Una línea del pensamiento crítico bien representada en Cataluña propone similitudes entre el compromiso político y la conversión religiosa. La “toma de conciencia” revolucionaria conlleva una forma de abrir los ojos cuando, de repente, se retira el velo del discurso de concordia de turno -nacional, vecinal, religioso, fraternal-, que impide reconocer que el mal opera detrás. Comprometerse con una causa que se considera justa siempre pide un encuentro previo con la absección. Llevando al extremo la óptica anticapitalista, aquellos y aquellas que no hayan despertado son unos fausto inconscientes, que han vendido su alma -al menos su vida- a cambio de unas delicias banales o, peor aún, corruptos, que se van alienando de su humanidad. No pocas voces han avisado sobre la naturaleza religiosa del capitalismo: el dinero vehicularía en el fondo la codicia como equivalente de la fe en tanto que motor de una salvación autogarantida, de una redención humanista, con sus cielos e infiernos en la misma vida. Dicho de otra forma, Satanás victorioso, ha logrado finalmente enredarnos a todos haciendo que sus ofertas sean el horizonte de nuestros sueños, que el próximo resulte secundario desplazando el foco tanto del salvacionismo cristiano como de la utopía socialista.
Sin embargo, en medio del poti-poti difuso de información que nos llega constantemente, el recurso a la metáfora de los cantos de sirena del demonio no se proyecta tanto sobre el propio modelo de legitimación del éxito y del status-quo , como reclamaban dichas voces, sino sobre la alteridad cultural, entendida como un Enemigo insidioso del paraíso en la tierra capitalista. Las demás gentes son demoníacas, por su conducta inmoral y sus intenciones ocultas. Ahora bien, este rechazo puede ser incluso el arma de los oprimidos: numerosos estudios antropológicos en diferentes zonas rurales latinoamericanas muestran cómo el campesinado o las poblaciones mineras consideran que los ricos han vendido su alma para conseguir sus riquezas, construyendo una creencia igualitaria que deslegitima culturalmente las diferencias socioeconómicas, como también lo hacen las acusaciones de brujería, tan asociadas al diablo en la memoria europea.

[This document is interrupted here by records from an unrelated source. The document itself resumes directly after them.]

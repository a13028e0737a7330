//! Glyph placement: where, how big and how tilted each glyph is drawn.
//!
//! The cursor walks a fixed grid of 20x30 cells. Only the drawn glyph is
//! jittered; the cursor itself never is.

use crate::catalog::Glyph;
use crate::params::{NormalizedParameters, CHAR_HEIGHT_PX, CHAR_WIDTH_PX, MARGIN_PX};
use rand::Rng;

/// Marks drawn at half size
pub const SMALL_PUNCTUATION: [char; 7] = [',', '.', '_', '\'', '"', '^', '`'];

/// Marks that sit on the baseline instead of mid-cell
pub const LOW_PROFILE: [char; 3] = [',', '.', '_'];

pub fn is_small_punctuation(ch: char) -> bool {
    SMALL_PUNCTUATION.contains(&ch)
}

pub fn is_low_profile(ch: char) -> bool {
    LOW_PROFILE.contains(&ch)
}

/// Top-left corner of the current cell
#[derive(Debug, Clone, Copy, PartialEq)]
pub struct Cursor {
    pub x: f32,
    pub y: f32,
}

impl Cursor {
    pub fn origin() -> Self {
        Self {
            x: MARGIN_PX,
            y: MARGIN_PX,
        }
    }

    /// Move one cell to the right
    pub fn advance(&mut self, params: &NormalizedParameters) {
        self.x += CHAR_WIDTH_PX + params.letter_spacing;
    }

    /// Move to the start of the next line
    pub fn next_line(&mut self, params: &NormalizedParameters) {
        self.x = MARGIN_PX;
        self.y += CHAR_HEIGHT_PX + params.line_spacing;
    }
}

impl Default for Cursor {
    fn default() -> Self {
        Self::origin()
    }
}

/// Final geometry of one glyph draw
#[derive(Debug, Clone, Copy, PartialEq)]
pub struct Placement {
    pub x: f32,
    pub y: f32,
    pub width: f32,
    pub height: f32,
    /// Radians, about [`Placement::center`]
    pub rotation: f32,
}

impl Placement {
    pub fn center(&self) -> (f32, f32) {
        (self.x + self.width / 2.0, self.y + self.height / 2.0)
    }
}

/// A glyph ready to be drawn
#[derive(Debug, Clone, PartialEq)]
pub struct PaintCommand {
    pub ch: char,
    pub glyph: Glyph,
    pub placement: Placement,
}

/// Uniform draw in `[-range/2, range/2)`
pub fn jitter<R: Rng + ?Sized>(rng: &mut R, range: f32) -> f32 {
    (rng.gen::<f32>() - 0.5) * range
}

/// Compute the jittered placement of `ch` in the cell at `cursor`.
///
/// Random draws are taken in a fixed order: x offset, y offset, width,
/// height, rotation.
pub fn place_glyph<R: Rng + ?Sized>(
    ch: char,
    cursor: Cursor,
    params: &NormalizedParameters,
    rng: &mut R,
) -> Placement {
    let x = cursor.x + jitter(rng, params.max_x_offset);
    let mut y = cursor.y + jitter(rng, params.max_y_offset);

    let mut width = CHAR_WIDTH_PX + jitter(rng, params.max_size_deviation);
    let mut height = CHAR_HEIGHT_PX + jitter(rng, params.max_size_deviation);

    if is_small_punctuation(ch) {
        width *= 0.5;
        height *= 0.5;
    }

    if is_low_profile(ch) {
        y += height;
    }

    let rotation = jitter(rng, params.max_rotation).to_radians();

    Placement {
        x,
        y,
        width,
        height,
        rotation,
    }
}

/// Lay out one line of already-resolved glyphs.
///
/// `glyphs[i]` belongs to the `i`-th char of `line`; `None` entries (spaces)
/// advance the cursor without producing a command. The cursor is left at the
/// end of the line.
pub fn paint_line<R: Rng + ?Sized>(
    line: &str,
    glyphs: Vec<Option<Glyph>>,
    cursor: &mut Cursor,
    params: &NormalizedParameters,
    rng: &mut R,
) -> Vec<PaintCommand> {
    let mut commands = Vec::with_capacity(glyphs.len());
    for (ch, glyph) in line.chars().zip(glyphs) {
        if let Some(glyph) = glyph {
            let placement = place_glyph(ch, *cursor, params, rng);
            commands.push(PaintCommand {
                ch,
                glyph,
                placement,
            });
        }
        cursor.advance(params);
    }
    commands
}
mod common;

use std::fs;
use std::path::PathBuf;

use common::TestCatalog;
use handletter::{DirCatalog, Factors, RenderRequest};
use rand::rngs::StdRng;
use rand::SeedableRng;

const MARGIN: u32 = 10;
const CELL_W: u32 = 20;
const CELL_H: u32 = 30;
const INK: [u8; 4] = [30, 30, 30, 255];
const PAPER: [u8; 4] = [255, 255, 255, 255];

fn golden_path(name: &str) -> PathBuf {
    let mut p = PathBuf::from("tests/goldens/expected");
    p.push(name);
    p
}

fn render_fixture() -> handletter::RenderedLetter {
    let glyphs = TestCatalog::with_chars("thequickbrownfx,.'", 3);
    let catalog = DirCatalog::new(glyphs.path());
    let request = RenderRequest::new("The quick, brown 'fox'.");
    handletter::render(&request, &catalog, &mut StdRng::seed_from_u64(1234)).expect("render fixture")
}

/// No jitter or spacing: every glyph fills its grid cell exactly.
fn render_rigid() -> handletter::RenderedLetter {
    let glyphs = TestCatalog::with_chars("thequickbrownfxjmpsvlazydg", 2);
    let catalog = DirCatalog::new(glyphs.path());
    let request = RenderRequest::new("The quick brown fox jumps over the lazy dog")
        .with_factors(Factors::uniform(0.0));
    handletter::render(&request, &catalog, &mut StdRng::seed_from_u64(1234)).expect("render rigid")
}

/// Render each grid cell as `#` (ink at its center) or `.` (bare paper).
fn cell_map(letter: &handletter::RenderedLetter) -> String {
    let img = image::load_from_memory(&letter.png_data).unwrap().to_rgba8();
    let cols = (img.width() - 2 * MARGIN) / CELL_W;
    let rows = (img.height() - 2 * MARGIN) / CELL_H;

    let mut out = String::new();
    for row in 0..rows {
        for col in 0..cols {
            let x = MARGIN + col * CELL_W + CELL_W / 2;
            let y = MARGIN + row * CELL_H + CELL_H / 2;
            let px = img.get_pixel(x, y).0;
            let close = |want: [u8; 4]| px.iter().zip(want).all(|(a, b)| a.abs_diff(b) <= 1);
            out.push(if close(INK) {
                '#'
            } else if px == PAPER {
                '.'
            } else {
                '?'
            });
        }
        out.push('\n');
    }
    out
}

#[test]
fn same_seed_gives_identical_png() {
    assert_eq!(render_fixture().png_data, render_fixture().png_data);
}

#[test]
fn rigid_letter_matches_cell_golden() {
    let letter = render_rigid();
    assert_eq!((letter.width, letter.height), (420, 110));

    let expected_path = golden_path("rigid_fox.cells");
    if std::env::var("UPDATE_GOLDENS").is_ok() {
        fs::write(&expected_path, cell_map(&letter)).expect("write golden");
        println!("Updated golden: {:?}", expected_path);
        return;
    }

    let exp = fs::read_to_string(&expected_path).expect("unable to read golden");
    assert_eq!(cell_map(&letter), exp);
}

#[test]
fn golden_letter_matches_digest() {
    let letter = render_fixture();

    let expected_path = golden_path("quick_fox.sha256");
    if std::env::var("UPDATE_GOLDENS").is_ok() {
        fs::write(&expected_path, letter.digest()).expect("write golden");
        println!("Updated golden: {:?}", expected_path);
        return;
    }

    // The digest pins the exact encoder output; record it with UPDATE_GOLDENS=1.
    if let Ok(exp) = fs::read_to_string(&expected_path) {
        assert_eq!(letter.digest(), exp.trim());
    }
}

El umbral mefistofélico es ambivalente y, tarde o temprano, todo el mundo afronta sus demonios, sus anhelos personales potencialmente pérfidos. En este bis a bis con el maligno operan elementos de índole social, darse cuenta de ello forma parte de una conciencia política y humana. Quizás la identificación del demonio y los acólitos satánicos con el capitalismo y sus engendros sea demasiado carrinclona, pero también ayuda a destapar la participación que cada uno puede tener dentro de un juego basado en la iniquidad. Que las manías propias del capitalismo tardío, como el narcisismo o la visión exclusivamente instrumental y acelerada de las relaciones humanas, no nos son ajenas, que somos facilitadores -copartícipes de un ángel caído contemporáneo- es el punto de partida para revertirlas.